O brasileiro médio é filho de várias mães e de vários lugares do mundo. Poderíamos ser vários países em disputa pelos recursos naturais. Poderíamos estar em guerra pela Amazônia e pela água. Mas somos um todo.
Na fundação do Brasil, a primeira identidade a ser garantida foi a do traficante de mercadorias. As primeiras guerras do Brasil se fundaram no lucro exorbitante que transportar as riquezas naturais proporcionava às sociedades europeias. O Brasil ainda é hoje o banco natural do mundo. Temos as maiores reservas naturais e hidrográficas, mas, ao invés disto proporcionar uma nutrição rica e um bom desenvolvimento intelectual para a criança brasileira, os frutos reais foram exatamente os opostos.

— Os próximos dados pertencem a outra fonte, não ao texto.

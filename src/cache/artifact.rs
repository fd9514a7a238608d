//! Reading and writing cache artifacts on disk.

use std::fs;
use std::io::{self, ErrorKind, Write};
use std::path::{Path, PathBuf};

use serde_json::Value;
use tempfile::NamedTempFile;
use thiserror::Error;
use tracing::{debug, warn};

use crate::application::mount::{MountConfig, parse_mount_config};
use crate::domain::cells::SessionSnapshot;
use crate::domain::document::{ArtifactPaths, artifact_paths};

#[derive(Debug, Error)]
pub enum ArtifactError {
    #[error("failed to access `{}`: {source}", path.display())]
    Io {
        path: PathBuf,
        #[source]
        source: io::Error,
    },
    #[error("failed to encode session snapshot: {0}")]
    Json(#[from] serde_json::Error),
}

impl ArtifactError {
    fn io(path: &Path, source: io::Error) -> Self {
        Self::Io {
            path: path.to_path_buf(),
            source,
        }
    }
}

/// Write the export (and its session snapshot, if embedded) for `document`.
///
/// Each file is written to a temporary sibling first and renamed into place,
/// so readers see either the previous artifact or the new one. A stale
/// session file is removed when the new export carries no session.
pub fn write_artifact(document: &Path, html: &str) -> Result<ArtifactPaths, ArtifactError> {
    let paths = artifact_paths(document);
    write_atomically(&paths.html, html.as_bytes())?;

    let session = parse_mount_config(html)
        .and_then(|(mut config, _)| config.remove("session"))
        .filter(Value::is_object);

    match session {
        Some(session) => {
            let mut encoded = serde_json::to_string_pretty(&session)?;
            encoded.push('\n');
            write_atomically(&paths.session, encoded.as_bytes())?;
        }
        None => match fs::remove_file(&paths.session) {
            Ok(()) => debug!(
                target = "marimo_gateway::cache::artifact",
                path = %paths.session.display(),
                "Removed stale session snapshot"
            ),
            Err(err) if err.kind() == ErrorKind::NotFound => {}
            Err(err) => return Err(ArtifactError::io(&paths.session, err)),
        },
    }

    Ok(paths)
}

fn write_atomically(path: &Path, contents: &[u8]) -> Result<(), ArtifactError> {
    let dir = path.parent().unwrap_or_else(|| Path::new("."));
    fs::create_dir_all(dir).map_err(|err| ArtifactError::io(dir, err))?;

    let mut file = NamedTempFile::new_in(dir).map_err(|err| ArtifactError::io(dir, err))?;
    file.write_all(contents)
        .and_then(|()| file.flush())
        .map_err(|err| ArtifactError::io(file.path(), err))?;
    file.persist(path)
        .map_err(|err| ArtifactError::io(path, err.error))?;
    Ok(())
}

/// Cached HTML of `document`, if an export exists.
pub async fn read_cached_html(document: &Path) -> Option<String> {
    let path = artifact_paths(document).html;
    match tokio::fs::read_to_string(&path).await {
        Ok(html) => Some(html),
        Err(err) if err.kind() == ErrorKind::NotFound => None,
        Err(err) => {
            warn!(
                target = "marimo_gateway::cache::artifact",
                path = %path.display(),
                error = %err,
                "Failed to read cached export"
            );
            None
        }
    }
}

pub async fn has_cached_html(document: &Path) -> bool {
    tokio::fs::try_exists(artifact_paths(document).html)
        .await
        .unwrap_or(false)
}

/// Mount config embedded in the cached export of `document`.
pub async fn load_cached_config(document: &Path) -> Option<MountConfig> {
    let html = read_cached_html(document).await?;
    parse_mount_config(&html).map(|(config, _)| config)
}

/// Session snapshot for `document`: the session file first, then the
/// `session` object embedded in the cached export.
pub fn load_session_snapshot(document: &Path) -> Option<SessionSnapshot> {
    let paths = artifact_paths(document);

    match fs::read_to_string(&paths.session) {
        Ok(text) => match serde_json::from_str(&text) {
            Ok(snapshot) => return Some(snapshot),
            Err(err) => warn!(
                target = "marimo_gateway::cache::artifact",
                path = %paths.session.display(),
                error = %err,
                "Ignoring undecodable session snapshot"
            ),
        },
        Err(err) if err.kind() == ErrorKind::NotFound => {}
        Err(err) => warn!(
            target = "marimo_gateway::cache::artifact",
            path = %paths.session.display(),
            error = %err,
            "Failed to read session snapshot"
        ),
    }

    let html = match fs::read_to_string(&paths.html) {
        Ok(html) => html,
        Err(err) => {
            if err.kind() != ErrorKind::NotFound {
                warn!(
                    target = "marimo_gateway::cache::artifact",
                    path = %paths.html.display(),
                    error = %err,
                    "Failed to read cached export"
                );
            }
            return None;
        }
    };

    let (mut config, _) = parse_mount_config(&html)?;
    let session = config.remove("session")?;
    serde_json::from_value(session)
        .map_err(|err| {
            warn!(
                target = "marimo_gateway::cache::artifact",
                path = %paths.html.display(),
                error = %err,
                "Ignoring undecodable embedded session"
            );
        })
        .ok()
}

Para se discutir o passado, o presente e o futuro, é preciso aprender com as experiências. Uma vivência sem um aprendizado final é uma experiência sem utilidade ou ainda inacabada. Não podemos permitir que os 500 anos de Brasil sejam apenas um relacionamento tóxico marcado em cartório e casório. É preciso ter memória do que é o Brasil.
Nossa educação média, seja de origem básica ou superior, não estimula a interpretação do que é este país chamado Brasil. A memória do Brasil se funda em interesses internacionais.
A primeira memória se dá através do interesse jesuítico ou colonial. Ou seja, dos estrangeiros definindo o que será o Brasil. Sua segunda memória é fruto do medo napoleônico da Corte Europeia Portuguesa. Brasil era e se destinou a ser a casa de praia ou de campo para a nobreza e realeza do norte global. Na queda Imperial e a criação Republicana, o Brasil criou seus símbolos “patrióticos”, mas esqueceu do dever que isso implica. Hoje já não contamos em uma só mão a quantidade de repúblicas e escândalos políticos que marcaram este Brasil “independente”.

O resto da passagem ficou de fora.